One of the things that attracted Geraldine to Earle was his lack of guile. What he said was what he meant, and mostly what he meant was as uncomplicated and well intentioned as a priest’s sermon on Christmas Eve. So it never occurred to her that with this question, Earle was about to wheel in a heap of trouble that would sit between them for years.

He put his elbows on the table and leaned toward her. “You do love this baby, don’t you?”
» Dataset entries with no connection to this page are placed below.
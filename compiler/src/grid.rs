//! One-dimensional vertical grids.

use serde::{Deserialize, Serialize};

use crate::error::CompileError;

/// A vertical column of cells described by its face heights.
///
/// Faces run bottom to top and are strictly increasing; `z` is height, so a
/// column of depth 100 m spans faces `-100 ..= 0`. Cell `k` lies between
/// faces `k` and `k + 1`.
#[derive(Debug, Clone, PartialEq, Serialize, Deserialize)]
#[serde(try_from = "GridSpec", into = "GridSpec")]
pub struct VerticalGrid {
    faces: Vec<f64>,
}

/// Serialized form of a [`VerticalGrid`].
#[derive(Debug, Clone, Serialize, Deserialize)]
#[serde(untagged)]
pub enum GridSpec {
    /// `levels` equal cells from `-depth` to the surface.
    Uniform {
        /// Total depth, positive.
        depth: f64,
        /// Number of cells.
        levels: usize,
    },
    /// Explicit face heights, bottom to top.
    Faces {
        /// Face heights.
        faces: Vec<f64>,
    },
}

impl TryFrom<GridSpec> for VerticalGrid {
    type Error = CompileError;

    fn try_from(spec: GridSpec) -> Result<Self, Self::Error> {
        match spec {
            GridSpec::Uniform { depth, levels } => VerticalGrid::uniform(depth, levels),
            GridSpec::Faces { faces } => VerticalGrid::from_faces(faces),
        }
    }
}

impl From<VerticalGrid> for GridSpec {
    fn from(grid: VerticalGrid) -> Self {
        GridSpec::Faces { faces: grid.faces }
    }
}

impl VerticalGrid {
    /// `levels` cells of equal thickness between `-depth` and 0.
    ///
    /// # Errors
    ///
    /// Returns [`CompileError::InvalidGrid`] if `depth` is not positive and
    /// finite or `levels` is 0.
    pub fn uniform(depth: f64, levels: usize) -> Result<Self, CompileError> {
        if !(depth.is_finite() && depth > 0.0) {
            return Err(CompileError::InvalidGrid {
                reason: format!("depth must be positive and finite, got {depth}"),
            });
        }
        if levels == 0 {
            return Err(CompileError::InvalidGrid {
                reason: "a grid needs at least one level".into(),
            });
        }
        let dz = depth / levels as f64;
        let faces = (0..=levels)
            .map(|k| if k == levels { 0.0 } else { -depth + dz * k as f64 })
            .collect();
        Ok(VerticalGrid { faces })
    }

    /// A grid with explicit face heights, bottom to top.
    ///
    /// # Errors
    ///
    /// Returns [`CompileError::InvalidGrid`] if fewer than two faces are
    /// given, any face is not finite, or faces are not strictly increasing.
    pub fn from_faces(faces: Vec<f64>) -> Result<Self, CompileError> {
        if faces.len() < 2 {
            return Err(CompileError::InvalidGrid {
                reason: format!("need at least two faces, got {}", faces.len()),
            });
        }
        if let Some(bad) = faces.iter().find(|f| !f.is_finite()) {
            return Err(CompileError::InvalidGrid {
                reason: format!("face height {bad} is not finite"),
            });
        }
        if let Some(k) = faces.windows(2).position(|w| w[1] <= w[0]) {
            return Err(CompileError::InvalidGrid {
                reason: format!(
                    "faces must increase upward, but face {} ({}) is not above face {k} ({})",
                    k + 1,
                    faces[k + 1],
                    faces[k]
                ),
            });
        }
        Ok(VerticalGrid { faces })
    }

    /// Number of cells.
    #[must_use]
    pub fn levels(&self) -> usize {
        self.faces.len() - 1
    }

    /// Face heights, bottom to top.
    #[must_use]
    pub fn faces(&self) -> &[f64] {
        &self.faces
    }

    /// Height of the bottom face.
    #[must_use]
    pub fn bottom(&self) -> f64 {
        self.faces[0]
    }

    /// Thickness of cell `level`.
    #[must_use]
    pub fn spacing(&self, level: usize) -> f64 {
        self.faces[level + 1] - self.faces[level]
    }

    /// Height of the centre of cell `level`.
    #[must_use]
    pub fn centre(&self, level: usize) -> f64 {
        0.5 * (self.faces[level] + self.faces[level + 1])
    }
}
It was a rhetorical question, and Geraldine could have nodded or said “Mmm hmm” and left it at that. But she’d been up half the night with Emilia Mae. Her hair was dirty, and her eyes were tiny as apple seeds. She wore her lavender robe, the one with calla lilies embroidered on it, the one that was so sexy and fluid against her skin that Earle hadn’t been able to keep his hands off her whenever she wore it. Now it was stained with breast milk and crusts of spit-up, and Earle hadn’t laid a finger on it or her since Geraldine’s belly was big enough to bend the calla lilies out of shape. In short, Geraldine, who had enough guile for both of them, didn’t bother to phrase her answer in order to please Earle. Instead, she spoke what she felt. “I would love this baby if she didn’t make me feel like a monster, or if for one moment, I felt she loved me back and didn’t bawl her eyes out every time I came near her. If she let me sleep through the night or gave me a moment to shower or fix my hair, that would be nice.” Her voice was harsh as the sound of raked rocks. “I know she’s your precious lamb. That’s because by the time you get here, she’s exhausted herself from carrying on all day with me. Then she lies in your arms like a rag doll, and you go all moony. You get to go to work, put on clean clothes, talk to other grown-ups—the things normal people do.” She stood up in front of him and outlined her body with her hands. “This is how I look on a good day. This is not normal.”

Earle spoke quietly. “C’mon honey, give it time. She’ll grow out of whatever this is. Everyone has trouble adjusting in the beginning.”